### [DIRECTIONS]
The lines to copy are those holding the string "EACCES" in the entries below.
*** Opening of MATERIALS PROVIDED ***
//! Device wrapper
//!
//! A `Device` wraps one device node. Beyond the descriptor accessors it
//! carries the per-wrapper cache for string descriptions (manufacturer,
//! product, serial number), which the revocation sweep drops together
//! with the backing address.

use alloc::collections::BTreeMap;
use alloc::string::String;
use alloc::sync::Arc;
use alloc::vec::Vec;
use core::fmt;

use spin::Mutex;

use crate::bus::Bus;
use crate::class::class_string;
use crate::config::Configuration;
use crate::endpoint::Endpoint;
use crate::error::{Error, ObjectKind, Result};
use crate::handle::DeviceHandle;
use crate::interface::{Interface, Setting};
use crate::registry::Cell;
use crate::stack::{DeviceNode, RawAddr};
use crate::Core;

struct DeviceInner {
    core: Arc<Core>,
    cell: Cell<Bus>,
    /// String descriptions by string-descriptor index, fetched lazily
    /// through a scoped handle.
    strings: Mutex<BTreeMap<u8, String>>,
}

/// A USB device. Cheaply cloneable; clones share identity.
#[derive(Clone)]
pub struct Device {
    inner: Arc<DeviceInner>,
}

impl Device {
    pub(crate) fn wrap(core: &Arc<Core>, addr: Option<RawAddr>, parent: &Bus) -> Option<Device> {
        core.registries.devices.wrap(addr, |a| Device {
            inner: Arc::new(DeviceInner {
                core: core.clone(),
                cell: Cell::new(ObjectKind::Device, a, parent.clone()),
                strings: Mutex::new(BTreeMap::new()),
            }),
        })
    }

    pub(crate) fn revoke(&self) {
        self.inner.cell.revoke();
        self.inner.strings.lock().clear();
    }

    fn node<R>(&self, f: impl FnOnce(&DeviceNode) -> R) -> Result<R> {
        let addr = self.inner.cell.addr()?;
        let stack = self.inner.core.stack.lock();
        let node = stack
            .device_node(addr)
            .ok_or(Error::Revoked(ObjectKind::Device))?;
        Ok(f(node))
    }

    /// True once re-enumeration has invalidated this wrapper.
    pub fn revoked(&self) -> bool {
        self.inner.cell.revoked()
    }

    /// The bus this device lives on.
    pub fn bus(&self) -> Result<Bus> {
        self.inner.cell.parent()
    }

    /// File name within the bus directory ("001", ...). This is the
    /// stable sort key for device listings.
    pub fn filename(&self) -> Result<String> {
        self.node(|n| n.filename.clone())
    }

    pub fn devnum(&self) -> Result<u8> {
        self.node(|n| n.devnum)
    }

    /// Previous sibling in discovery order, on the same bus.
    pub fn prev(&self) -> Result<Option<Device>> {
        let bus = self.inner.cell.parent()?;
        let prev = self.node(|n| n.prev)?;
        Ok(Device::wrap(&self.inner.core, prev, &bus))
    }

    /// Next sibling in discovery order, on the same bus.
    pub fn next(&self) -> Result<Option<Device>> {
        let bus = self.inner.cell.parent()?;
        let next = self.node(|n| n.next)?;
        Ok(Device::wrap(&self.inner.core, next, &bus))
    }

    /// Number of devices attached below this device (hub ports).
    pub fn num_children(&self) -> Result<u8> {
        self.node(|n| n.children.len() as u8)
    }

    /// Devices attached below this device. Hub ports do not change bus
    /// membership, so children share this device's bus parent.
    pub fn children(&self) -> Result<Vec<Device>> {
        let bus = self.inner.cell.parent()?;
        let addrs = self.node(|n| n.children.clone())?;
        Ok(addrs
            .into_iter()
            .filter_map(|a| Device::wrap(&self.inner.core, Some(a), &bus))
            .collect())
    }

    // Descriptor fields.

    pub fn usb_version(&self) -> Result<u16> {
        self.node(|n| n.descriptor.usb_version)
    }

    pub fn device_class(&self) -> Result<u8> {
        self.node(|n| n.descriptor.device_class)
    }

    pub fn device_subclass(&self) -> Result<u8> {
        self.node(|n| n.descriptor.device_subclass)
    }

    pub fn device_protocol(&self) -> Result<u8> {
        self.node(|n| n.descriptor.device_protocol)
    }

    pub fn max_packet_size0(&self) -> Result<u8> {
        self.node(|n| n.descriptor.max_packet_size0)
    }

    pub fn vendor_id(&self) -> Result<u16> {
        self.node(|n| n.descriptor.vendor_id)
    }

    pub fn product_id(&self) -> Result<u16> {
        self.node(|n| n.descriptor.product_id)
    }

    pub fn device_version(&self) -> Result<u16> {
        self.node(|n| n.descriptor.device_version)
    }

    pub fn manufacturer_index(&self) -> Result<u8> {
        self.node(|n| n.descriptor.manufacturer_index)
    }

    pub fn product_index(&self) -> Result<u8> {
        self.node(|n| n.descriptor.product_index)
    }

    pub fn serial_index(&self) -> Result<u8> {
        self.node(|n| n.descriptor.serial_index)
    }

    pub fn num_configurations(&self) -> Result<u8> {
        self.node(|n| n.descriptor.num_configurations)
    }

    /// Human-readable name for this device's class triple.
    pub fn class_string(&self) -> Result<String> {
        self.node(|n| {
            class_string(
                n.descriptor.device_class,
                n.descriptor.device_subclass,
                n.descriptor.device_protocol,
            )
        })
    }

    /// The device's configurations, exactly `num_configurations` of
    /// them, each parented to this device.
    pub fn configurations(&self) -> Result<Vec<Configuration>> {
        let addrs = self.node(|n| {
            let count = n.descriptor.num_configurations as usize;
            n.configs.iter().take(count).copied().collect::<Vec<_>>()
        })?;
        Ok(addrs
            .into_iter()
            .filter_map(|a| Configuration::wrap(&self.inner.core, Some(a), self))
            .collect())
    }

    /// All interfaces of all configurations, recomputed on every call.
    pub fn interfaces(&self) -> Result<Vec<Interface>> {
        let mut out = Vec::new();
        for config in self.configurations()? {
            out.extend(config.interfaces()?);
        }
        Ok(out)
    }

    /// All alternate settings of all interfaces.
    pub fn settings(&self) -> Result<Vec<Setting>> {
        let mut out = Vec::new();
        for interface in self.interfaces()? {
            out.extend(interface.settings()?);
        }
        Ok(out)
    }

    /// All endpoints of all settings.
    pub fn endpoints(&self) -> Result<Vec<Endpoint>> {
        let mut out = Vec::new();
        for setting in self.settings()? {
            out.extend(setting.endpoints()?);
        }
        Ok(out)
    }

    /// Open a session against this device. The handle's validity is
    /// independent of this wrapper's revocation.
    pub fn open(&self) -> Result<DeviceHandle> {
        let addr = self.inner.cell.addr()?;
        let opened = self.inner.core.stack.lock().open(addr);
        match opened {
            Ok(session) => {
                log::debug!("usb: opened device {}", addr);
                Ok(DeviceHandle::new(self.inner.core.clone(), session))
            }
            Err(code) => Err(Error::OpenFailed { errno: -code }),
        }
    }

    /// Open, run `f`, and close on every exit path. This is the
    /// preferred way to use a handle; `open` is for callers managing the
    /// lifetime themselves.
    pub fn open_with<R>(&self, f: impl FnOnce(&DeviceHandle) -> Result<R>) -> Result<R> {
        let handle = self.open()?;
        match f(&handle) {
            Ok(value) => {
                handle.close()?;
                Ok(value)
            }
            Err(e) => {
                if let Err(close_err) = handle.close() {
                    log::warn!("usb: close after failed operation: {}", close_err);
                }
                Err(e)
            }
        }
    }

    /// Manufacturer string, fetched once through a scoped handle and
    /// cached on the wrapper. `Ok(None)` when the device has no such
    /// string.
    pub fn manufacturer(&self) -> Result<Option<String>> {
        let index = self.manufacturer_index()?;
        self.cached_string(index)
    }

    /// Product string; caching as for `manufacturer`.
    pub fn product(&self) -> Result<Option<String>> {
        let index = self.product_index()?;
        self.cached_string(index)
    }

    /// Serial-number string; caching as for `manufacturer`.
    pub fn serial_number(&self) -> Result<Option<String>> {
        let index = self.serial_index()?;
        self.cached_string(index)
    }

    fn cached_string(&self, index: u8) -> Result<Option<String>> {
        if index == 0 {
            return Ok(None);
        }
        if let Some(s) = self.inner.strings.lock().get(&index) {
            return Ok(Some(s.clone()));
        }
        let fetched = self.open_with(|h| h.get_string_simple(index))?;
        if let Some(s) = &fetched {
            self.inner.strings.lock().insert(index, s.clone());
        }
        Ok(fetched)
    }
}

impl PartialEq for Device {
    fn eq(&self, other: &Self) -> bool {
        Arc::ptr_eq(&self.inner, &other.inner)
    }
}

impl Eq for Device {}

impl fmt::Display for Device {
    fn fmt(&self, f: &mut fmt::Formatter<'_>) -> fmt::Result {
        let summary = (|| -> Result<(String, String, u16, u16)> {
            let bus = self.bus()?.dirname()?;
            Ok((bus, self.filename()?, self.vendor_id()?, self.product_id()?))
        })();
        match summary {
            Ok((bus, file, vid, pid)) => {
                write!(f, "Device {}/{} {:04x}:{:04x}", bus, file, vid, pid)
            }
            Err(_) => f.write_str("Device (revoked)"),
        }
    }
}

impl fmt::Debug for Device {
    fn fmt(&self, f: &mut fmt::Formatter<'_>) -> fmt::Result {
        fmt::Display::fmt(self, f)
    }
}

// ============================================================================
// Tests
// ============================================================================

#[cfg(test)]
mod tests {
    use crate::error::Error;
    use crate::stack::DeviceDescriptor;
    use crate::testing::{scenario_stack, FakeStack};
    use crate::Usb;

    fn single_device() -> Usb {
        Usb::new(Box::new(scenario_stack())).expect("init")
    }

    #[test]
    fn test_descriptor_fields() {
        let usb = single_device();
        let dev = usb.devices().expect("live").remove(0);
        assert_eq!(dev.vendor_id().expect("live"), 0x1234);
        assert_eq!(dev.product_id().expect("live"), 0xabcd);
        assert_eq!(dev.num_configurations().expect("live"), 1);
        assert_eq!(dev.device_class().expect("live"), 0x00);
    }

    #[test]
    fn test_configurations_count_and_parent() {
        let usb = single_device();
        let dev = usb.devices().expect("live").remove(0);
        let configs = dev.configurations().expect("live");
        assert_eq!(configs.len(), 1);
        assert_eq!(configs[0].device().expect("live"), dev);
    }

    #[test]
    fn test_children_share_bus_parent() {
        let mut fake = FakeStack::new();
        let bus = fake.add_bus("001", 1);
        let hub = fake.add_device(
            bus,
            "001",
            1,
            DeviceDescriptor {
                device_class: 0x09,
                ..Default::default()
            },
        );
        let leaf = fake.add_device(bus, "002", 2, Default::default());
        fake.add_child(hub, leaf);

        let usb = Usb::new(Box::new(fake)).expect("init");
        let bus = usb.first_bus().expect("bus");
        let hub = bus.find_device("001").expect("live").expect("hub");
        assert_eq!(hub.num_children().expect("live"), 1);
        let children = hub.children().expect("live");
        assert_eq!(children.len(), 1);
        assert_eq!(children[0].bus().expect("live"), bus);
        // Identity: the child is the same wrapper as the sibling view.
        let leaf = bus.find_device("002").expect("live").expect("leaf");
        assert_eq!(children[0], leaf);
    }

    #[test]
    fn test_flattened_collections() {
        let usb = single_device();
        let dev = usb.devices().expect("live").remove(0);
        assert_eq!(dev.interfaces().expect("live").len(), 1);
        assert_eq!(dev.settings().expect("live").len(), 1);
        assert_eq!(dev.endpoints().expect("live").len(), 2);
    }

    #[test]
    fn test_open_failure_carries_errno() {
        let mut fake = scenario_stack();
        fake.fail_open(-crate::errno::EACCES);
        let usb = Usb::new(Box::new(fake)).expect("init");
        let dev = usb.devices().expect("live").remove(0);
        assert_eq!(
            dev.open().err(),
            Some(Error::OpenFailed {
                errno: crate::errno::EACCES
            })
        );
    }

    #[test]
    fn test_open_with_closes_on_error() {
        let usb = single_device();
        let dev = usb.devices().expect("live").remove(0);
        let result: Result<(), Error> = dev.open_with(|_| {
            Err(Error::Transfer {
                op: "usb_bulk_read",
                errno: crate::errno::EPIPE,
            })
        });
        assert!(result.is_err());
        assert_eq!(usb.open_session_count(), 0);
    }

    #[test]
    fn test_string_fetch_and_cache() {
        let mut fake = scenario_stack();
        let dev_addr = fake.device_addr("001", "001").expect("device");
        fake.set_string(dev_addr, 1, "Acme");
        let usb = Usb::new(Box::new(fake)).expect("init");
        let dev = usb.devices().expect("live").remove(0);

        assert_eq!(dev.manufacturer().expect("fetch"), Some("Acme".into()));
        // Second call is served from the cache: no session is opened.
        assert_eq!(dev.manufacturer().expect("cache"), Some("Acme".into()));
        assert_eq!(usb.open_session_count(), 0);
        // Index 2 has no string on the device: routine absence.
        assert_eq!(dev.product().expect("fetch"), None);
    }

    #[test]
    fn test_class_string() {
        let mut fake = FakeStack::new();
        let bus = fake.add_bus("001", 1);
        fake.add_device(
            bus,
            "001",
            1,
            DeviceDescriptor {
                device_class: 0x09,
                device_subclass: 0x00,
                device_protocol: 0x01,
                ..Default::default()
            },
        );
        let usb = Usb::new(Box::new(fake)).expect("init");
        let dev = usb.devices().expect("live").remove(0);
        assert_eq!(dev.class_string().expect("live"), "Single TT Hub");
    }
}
*** Close of MATERIALS PROVIDED ***
*** Opening of MATERIALS PROVIDED ***
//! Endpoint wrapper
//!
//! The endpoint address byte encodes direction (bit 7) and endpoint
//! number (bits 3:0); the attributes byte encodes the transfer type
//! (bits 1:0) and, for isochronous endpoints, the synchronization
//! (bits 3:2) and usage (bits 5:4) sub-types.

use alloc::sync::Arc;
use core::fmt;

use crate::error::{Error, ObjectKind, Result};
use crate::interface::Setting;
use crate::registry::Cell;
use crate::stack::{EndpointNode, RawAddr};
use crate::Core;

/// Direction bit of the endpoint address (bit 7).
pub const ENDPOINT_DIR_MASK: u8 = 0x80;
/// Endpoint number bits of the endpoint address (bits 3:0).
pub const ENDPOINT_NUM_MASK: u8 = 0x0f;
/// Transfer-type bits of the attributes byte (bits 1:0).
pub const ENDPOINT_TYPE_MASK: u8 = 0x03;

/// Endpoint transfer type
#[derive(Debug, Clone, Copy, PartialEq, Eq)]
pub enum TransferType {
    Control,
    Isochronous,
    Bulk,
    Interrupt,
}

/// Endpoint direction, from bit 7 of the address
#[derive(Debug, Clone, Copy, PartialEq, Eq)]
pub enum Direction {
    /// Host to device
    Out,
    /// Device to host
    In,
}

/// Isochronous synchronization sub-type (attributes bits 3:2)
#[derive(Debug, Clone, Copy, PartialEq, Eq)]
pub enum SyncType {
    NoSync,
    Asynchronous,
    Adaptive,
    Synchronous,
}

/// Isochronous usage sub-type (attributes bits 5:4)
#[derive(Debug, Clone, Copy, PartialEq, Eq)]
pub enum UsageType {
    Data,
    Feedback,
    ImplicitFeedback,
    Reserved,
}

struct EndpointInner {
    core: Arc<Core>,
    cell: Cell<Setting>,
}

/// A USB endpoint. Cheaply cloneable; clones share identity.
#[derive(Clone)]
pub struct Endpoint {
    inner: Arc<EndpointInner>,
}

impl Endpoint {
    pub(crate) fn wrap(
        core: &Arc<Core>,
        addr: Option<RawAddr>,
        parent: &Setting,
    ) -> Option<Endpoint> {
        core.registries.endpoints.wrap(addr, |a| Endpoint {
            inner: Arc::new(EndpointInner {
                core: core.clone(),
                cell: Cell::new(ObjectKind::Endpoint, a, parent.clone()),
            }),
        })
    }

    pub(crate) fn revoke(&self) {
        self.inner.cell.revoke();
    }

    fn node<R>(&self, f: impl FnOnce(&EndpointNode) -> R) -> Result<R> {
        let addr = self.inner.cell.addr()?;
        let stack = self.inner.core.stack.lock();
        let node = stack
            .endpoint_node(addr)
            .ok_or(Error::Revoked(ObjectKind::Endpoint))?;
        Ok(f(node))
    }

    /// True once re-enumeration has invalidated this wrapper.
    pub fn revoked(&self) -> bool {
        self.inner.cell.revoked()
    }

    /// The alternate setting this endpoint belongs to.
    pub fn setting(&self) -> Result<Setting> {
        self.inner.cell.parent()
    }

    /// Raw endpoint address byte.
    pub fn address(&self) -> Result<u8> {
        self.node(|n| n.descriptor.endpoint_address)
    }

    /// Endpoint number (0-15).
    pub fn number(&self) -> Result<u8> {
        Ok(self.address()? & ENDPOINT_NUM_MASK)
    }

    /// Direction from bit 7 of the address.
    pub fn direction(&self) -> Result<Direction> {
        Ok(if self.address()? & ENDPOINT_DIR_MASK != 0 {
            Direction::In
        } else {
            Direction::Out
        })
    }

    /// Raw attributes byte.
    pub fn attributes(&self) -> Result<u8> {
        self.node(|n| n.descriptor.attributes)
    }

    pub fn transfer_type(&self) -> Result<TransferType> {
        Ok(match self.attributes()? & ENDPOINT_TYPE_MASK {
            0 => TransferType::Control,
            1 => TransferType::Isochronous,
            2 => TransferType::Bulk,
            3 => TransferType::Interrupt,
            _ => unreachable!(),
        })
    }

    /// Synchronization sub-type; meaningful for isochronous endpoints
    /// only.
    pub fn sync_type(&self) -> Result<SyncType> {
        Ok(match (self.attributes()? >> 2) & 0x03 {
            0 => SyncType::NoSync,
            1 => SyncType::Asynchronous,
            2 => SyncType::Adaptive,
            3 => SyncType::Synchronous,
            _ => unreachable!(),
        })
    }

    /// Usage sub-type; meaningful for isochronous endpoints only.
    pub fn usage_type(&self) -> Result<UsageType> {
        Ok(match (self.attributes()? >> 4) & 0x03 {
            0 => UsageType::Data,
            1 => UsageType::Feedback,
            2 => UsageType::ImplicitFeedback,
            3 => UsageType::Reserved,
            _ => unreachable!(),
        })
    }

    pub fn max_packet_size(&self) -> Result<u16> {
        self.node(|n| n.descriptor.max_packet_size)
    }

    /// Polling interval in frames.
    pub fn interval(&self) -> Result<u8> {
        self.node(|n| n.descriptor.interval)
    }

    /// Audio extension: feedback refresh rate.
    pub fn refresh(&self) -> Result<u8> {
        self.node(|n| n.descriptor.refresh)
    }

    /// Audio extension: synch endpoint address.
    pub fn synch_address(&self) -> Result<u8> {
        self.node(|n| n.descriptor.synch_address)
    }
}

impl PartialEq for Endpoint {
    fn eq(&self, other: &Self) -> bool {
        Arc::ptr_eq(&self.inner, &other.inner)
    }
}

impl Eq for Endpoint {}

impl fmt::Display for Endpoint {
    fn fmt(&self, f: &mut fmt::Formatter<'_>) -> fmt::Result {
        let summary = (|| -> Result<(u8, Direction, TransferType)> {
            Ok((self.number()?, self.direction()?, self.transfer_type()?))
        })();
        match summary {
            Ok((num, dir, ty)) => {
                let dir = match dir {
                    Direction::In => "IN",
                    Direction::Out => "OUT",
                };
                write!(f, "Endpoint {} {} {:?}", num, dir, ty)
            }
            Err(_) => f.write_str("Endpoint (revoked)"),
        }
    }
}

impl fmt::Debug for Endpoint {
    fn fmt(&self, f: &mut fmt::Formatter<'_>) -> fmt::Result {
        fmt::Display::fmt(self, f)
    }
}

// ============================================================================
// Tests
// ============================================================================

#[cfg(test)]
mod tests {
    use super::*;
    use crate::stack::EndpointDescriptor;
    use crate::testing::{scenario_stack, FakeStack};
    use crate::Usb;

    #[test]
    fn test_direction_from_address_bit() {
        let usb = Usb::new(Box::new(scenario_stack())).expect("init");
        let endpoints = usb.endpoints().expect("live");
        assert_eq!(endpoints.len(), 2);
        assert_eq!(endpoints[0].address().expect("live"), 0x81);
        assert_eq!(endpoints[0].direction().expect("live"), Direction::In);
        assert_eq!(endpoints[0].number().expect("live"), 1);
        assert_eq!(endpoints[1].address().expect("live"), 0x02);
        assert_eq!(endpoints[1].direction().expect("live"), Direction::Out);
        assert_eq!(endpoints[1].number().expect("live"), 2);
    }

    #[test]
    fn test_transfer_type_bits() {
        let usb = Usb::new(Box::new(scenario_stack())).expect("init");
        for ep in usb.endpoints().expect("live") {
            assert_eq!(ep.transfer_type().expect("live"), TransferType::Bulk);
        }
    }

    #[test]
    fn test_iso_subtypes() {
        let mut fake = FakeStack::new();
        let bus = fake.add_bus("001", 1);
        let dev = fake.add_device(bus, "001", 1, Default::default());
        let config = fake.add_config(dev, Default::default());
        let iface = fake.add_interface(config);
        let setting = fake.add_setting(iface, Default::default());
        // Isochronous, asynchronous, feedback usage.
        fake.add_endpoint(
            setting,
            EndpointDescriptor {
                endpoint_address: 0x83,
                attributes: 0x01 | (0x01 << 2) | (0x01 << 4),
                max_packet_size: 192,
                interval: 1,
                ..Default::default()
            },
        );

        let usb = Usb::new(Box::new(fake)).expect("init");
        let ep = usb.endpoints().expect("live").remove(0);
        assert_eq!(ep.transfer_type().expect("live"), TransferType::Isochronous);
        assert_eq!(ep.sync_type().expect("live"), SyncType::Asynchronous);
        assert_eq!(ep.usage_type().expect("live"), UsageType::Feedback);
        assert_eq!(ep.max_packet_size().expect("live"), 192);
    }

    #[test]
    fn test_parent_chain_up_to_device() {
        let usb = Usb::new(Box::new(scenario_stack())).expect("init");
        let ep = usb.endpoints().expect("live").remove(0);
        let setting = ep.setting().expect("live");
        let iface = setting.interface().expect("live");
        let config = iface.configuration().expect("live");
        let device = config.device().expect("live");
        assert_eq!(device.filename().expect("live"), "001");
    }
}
*** Close of MATERIALS PROVIDED ***
### [ANSWER TO THIS TASK]
        fake.fail_open(-crate::errno::EACCES);
                errno: crate::errno::EACCES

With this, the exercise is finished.